_Exercise directions_: For this exercise, copy out each line of the material below that includes "Some".

_Task inputs_:
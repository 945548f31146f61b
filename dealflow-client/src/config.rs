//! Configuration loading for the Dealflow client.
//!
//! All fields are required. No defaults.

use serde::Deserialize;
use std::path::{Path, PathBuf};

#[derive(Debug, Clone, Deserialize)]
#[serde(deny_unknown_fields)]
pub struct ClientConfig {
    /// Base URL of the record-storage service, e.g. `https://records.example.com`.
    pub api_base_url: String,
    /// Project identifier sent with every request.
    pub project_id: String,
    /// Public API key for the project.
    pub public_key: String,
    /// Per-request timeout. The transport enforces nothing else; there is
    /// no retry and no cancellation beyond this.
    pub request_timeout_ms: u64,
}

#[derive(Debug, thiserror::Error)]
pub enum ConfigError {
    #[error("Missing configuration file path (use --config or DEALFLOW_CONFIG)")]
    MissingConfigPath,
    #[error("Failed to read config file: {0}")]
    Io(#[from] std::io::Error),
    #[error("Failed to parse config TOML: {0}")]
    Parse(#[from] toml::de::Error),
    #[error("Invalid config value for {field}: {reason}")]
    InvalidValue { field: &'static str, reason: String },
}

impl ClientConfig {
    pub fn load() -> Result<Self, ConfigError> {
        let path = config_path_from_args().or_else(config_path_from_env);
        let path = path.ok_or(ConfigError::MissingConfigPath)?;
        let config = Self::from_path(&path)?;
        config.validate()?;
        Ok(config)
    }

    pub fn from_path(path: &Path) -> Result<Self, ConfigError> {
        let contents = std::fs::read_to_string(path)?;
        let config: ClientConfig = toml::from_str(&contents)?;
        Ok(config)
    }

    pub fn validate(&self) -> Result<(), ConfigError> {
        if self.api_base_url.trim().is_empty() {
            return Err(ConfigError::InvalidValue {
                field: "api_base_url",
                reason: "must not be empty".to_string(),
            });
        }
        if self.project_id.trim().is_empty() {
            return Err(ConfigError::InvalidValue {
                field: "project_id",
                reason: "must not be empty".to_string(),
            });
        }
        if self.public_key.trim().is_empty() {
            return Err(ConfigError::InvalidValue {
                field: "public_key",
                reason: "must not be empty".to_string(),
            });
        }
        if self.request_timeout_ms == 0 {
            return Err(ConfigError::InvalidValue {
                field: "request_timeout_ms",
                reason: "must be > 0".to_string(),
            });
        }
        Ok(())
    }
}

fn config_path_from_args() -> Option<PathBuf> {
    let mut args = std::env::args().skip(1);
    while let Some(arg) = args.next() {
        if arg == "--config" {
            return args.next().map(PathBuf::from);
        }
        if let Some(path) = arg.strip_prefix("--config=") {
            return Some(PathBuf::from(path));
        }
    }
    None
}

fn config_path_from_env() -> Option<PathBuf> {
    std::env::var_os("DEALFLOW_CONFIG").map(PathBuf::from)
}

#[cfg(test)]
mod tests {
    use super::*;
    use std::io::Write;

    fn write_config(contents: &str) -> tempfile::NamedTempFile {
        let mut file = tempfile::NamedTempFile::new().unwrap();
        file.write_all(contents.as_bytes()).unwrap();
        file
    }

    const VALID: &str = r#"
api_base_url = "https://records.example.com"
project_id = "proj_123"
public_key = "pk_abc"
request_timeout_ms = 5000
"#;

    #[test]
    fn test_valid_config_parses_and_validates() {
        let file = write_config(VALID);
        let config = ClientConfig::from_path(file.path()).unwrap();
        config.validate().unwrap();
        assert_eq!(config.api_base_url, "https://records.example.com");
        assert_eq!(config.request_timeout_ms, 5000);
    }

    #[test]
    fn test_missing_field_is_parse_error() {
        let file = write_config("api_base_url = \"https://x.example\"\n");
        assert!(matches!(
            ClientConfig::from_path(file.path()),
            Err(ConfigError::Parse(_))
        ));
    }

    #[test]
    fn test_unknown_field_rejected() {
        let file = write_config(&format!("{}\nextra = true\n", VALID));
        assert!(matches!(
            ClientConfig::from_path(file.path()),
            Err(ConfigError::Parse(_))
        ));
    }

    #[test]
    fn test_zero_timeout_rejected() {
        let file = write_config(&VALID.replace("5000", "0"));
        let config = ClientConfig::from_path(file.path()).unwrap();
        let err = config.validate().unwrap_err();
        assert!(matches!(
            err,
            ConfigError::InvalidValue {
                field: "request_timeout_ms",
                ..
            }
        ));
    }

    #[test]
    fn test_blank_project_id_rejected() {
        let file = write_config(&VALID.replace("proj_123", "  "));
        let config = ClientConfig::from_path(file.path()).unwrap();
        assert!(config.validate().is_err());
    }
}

_Exercise answer_:
    while let Some(arg) = args.next() {
        if let Some(path) = arg.strip_prefix("--config=") {
            return Some(PathBuf::from(path));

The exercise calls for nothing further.